I spend a dozen hours each week working on a Microsoft Content Management System (CMS). I need to copy and paste text, edit it in a text editor (using Applescript to speed the process), paste it back into the system, as well as into one of half a dozen Omni Outliner Pro documents for record-keeping, Eudora as an email confirmation and Mars Edit to send it to a blog supplying an RSS feed. As part of the process I need to keep a web browser running (OmniWeb these days) in order to check various websites. In addition I have a number of utilities running, including PathFinder, CopyPaste and Launchbar, all of which have an important role to play.
I’m obliged to use Windows Internet Explorer to interact with the CMS so I do this via Virtual PC and Windows XP Pro. Occasionally I need to also open up a Word document or PDF too.
The whole process is complex and bedevilled by being frustratingly slow. I have a 1.5 Ghz Powerbook G4 with 2 Gb RAM — not a bad machine when I bought it, but I’m very conscious that it’s fallen well behind the desktop machines. Virtual PC is a real RAM hog and the CMS is diabolically and grindingly slow. I make many more mistakes than I’d normally tolerate because I lose concentration while waiting, waiting, waiting for windows to redraw themselves. I know that if I could do all the work natively on my Mac it would be a smooth and efficient process. The good news is that I can do all the text transformations, record keeping etc in the interstices between Windows redrawing the screen.

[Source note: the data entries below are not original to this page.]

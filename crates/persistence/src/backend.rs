// Copyright (C) 2026 Fred Clausen
// Use of this source code is governed by an MIT-style
// license that can be found in the LICENSE file or at
// https://opensource.org/licenses/MIT.

//! SQLite backend utilities.
//!
//! This module is limited to:
//! - Connection initialization
//! - Migration execution
//! - SQLite-specific configuration (PRAGMA statements)
//!
//! All collection queries and mutations live in `queries/` and
//! `mutations/` and use the Diesel DSL.

use diesel::prelude::*;
use diesel::sql_types::Integer;
use diesel::{Connection, RunQueryDsl, SqliteConnection};
use diesel_migrations::{EmbeddedMigrations, MigrationHarness, embed_migrations};
use tracing::info;

use crate::error::StoreError;

/// Embedded schema migrations for the document collections.
pub const MIGRATIONS: EmbeddedMigrations = embed_migrations!("migrations");

/// Helper row struct for PRAGMA queries.
///
/// This is a justified use of raw SQL as Diesel has no PRAGMA DSL.
#[derive(QueryableByName)]
struct PragmaRow {
    #[diesel(sql_type = Integer)]
    foreign_keys: i32,
}

/// Runs pending migrations on the provided connection.
///
/// # Errors
///
/// Returns an error if migration execution fails.
pub fn run_migrations(
    conn: &mut SqliteConnection,
) -> Result<(), Box<dyn std::error::Error + Send + Sync>> {
    info!("Running SQLite database migrations");
    conn.run_pending_migrations(MIGRATIONS)?;
    Ok(())
}

/// Initializes a `SQLite` database at the given URL and runs migrations.
///
/// # Arguments
///
/// * `database_url` - The `SQLite` database URL (shared-memory or file path)
///
/// # Errors
///
/// Returns an error if connection or migration fails.
pub fn initialize_database(database_url: &str) -> Result<SqliteConnection, StoreError> {
    info!("Initializing SQLite database at: {}", database_url);

    let mut conn: SqliteConnection = SqliteConnection::establish(database_url)
        .map_err(|e| StoreError::DatabaseConnectionFailed(e.to_string()))?;

    // NOTE: PRAGMA is raw SQL (justified - Diesel has no PRAGMA DSL)
    diesel::sql_query("PRAGMA foreign_keys = ON")
        .execute(&mut conn)
        .map_err(|e| StoreError::QueryFailed(e.to_string()))?;

    run_migrations(&mut conn).map_err(|e| StoreError::MigrationFailed(e.to_string()))?;

    Ok(conn)
}

/// Enables WAL mode for file-based `SQLite` databases.
///
/// WAL (Write-Ahead Logging) mode provides better read concurrency
/// for file-based databases.
///
/// # Errors
///
/// Returns an error if the PRAGMA statement fails.
pub fn enable_wal_mode(conn: &mut SqliteConnection) -> Result<(), StoreError> {
    // NOTE: PRAGMA is raw SQL (justified - Diesel has no PRAGMA DSL)
    diesel::sql_query("PRAGMA journal_mode = WAL")
        .execute(conn)
        .map_err(|e| StoreError::QueryFailed(e.to_string()))?;
    Ok(())
}

/// Verifies that foreign key enforcement is enabled.
///
/// The collections themselves carry no cross-collection foreign keys,
/// but the startup check still guards against a misconfigured
/// connection silently dropping the pragma.
///
/// # Errors
///
/// Returns an error if foreign key enforcement is not enabled.
pub fn verify_foreign_key_enforcement(conn: &mut SqliteConnection) -> Result<(), StoreError> {
    // NOTE: PRAGMA is raw SQL (justified - Diesel has no PRAGMA DSL)
    let foreign_keys_enabled: i32 = diesel::sql_query("PRAGMA foreign_keys")
        .get_result::<PragmaRow>(conn)?
        .foreign_keys;

    if foreign_keys_enabled == 0 {
        return Err(StoreError::ForeignKeyEnforcementNotEnabled);
    }

    info!("SQLite foreign key enforcement is enabled");
    Ok(())
}
// Copyright (C) 2026 Fred Clausen
// Use of this source code is governed by an MIT-style
// license that can be found in the LICENSE file or at
// https://opensource.org/licenses/MIT.

//! Collection mutations.
//!
//! All mutations use the Diesel DSL. Multi-row writes are wrapped in
//! transactions at the granularity documented on each function.

pub mod events;
pub mod sign_ups;
pub mod users;

use rand::{RngExt, distr::Alphanumeric};

/// Length of store-assigned document identifiers.
const DOCUMENT_ID_LEN: usize = 20;

/// Generates a store-assigned document identifier.
///
/// 20 random alphanumeric characters, the shape of auto-assigned ids in
/// hosted document stores. Collision probability is negligible at this
/// length (62^20 keyspace).
#[must_use]
pub fn generate_document_id() -> String {
    rand::rng()
        .sample_iter(Alphanumeric)
        .take(DOCUMENT_ID_LEN)
        .map(char::from)
        .collect()
}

Now I think I’ve made a breakthrough. Last night I was able to delegate the Virtual PC part of the process to my Mac Mini, with no other software running. I connected in wirelessly via Chicken of the VNC, which allowed me to operate the Mini and work with the screen through a window on my Powerbook. Mysteriously, the ‘right-click’ keystroke I needed to be able to switch the the edit mode on the CMS was available via Option Click, rather than Control Click.
The next problem was to be able to copy and paste between the two Macs. This is a crucial part of the process and appeared to be an insurmountable hurdle. Some Googling though led me to ClipboardSharing, a menu extra that makes it easy for you to share your clipboard between several computers. Copy text, images or anything else on one computer, and paste it on another. What’s more this can happen automatically — with a bit of sneakery:
The main problem with ClipboardSharing on Tiger seems to be a crash that occurs when AutoSync is enabled. This is bad of course, but there is a workaround: populate the list of AutoSync’d computers with IP addresses instead of the “User @ Computer” names that are used by default.
At the moment my Mac Mini is somewhat lacking in RAM, but I was able to work effectively across the two Macs; it was speedier than trying to do it all on my Powerbook. More RAM is on its way and I anticipate a much happier time each week on the regular work. This may even be able to quell my desire for a speedier Powerbook until a real and substantial improvement is available, rather than just a minor update.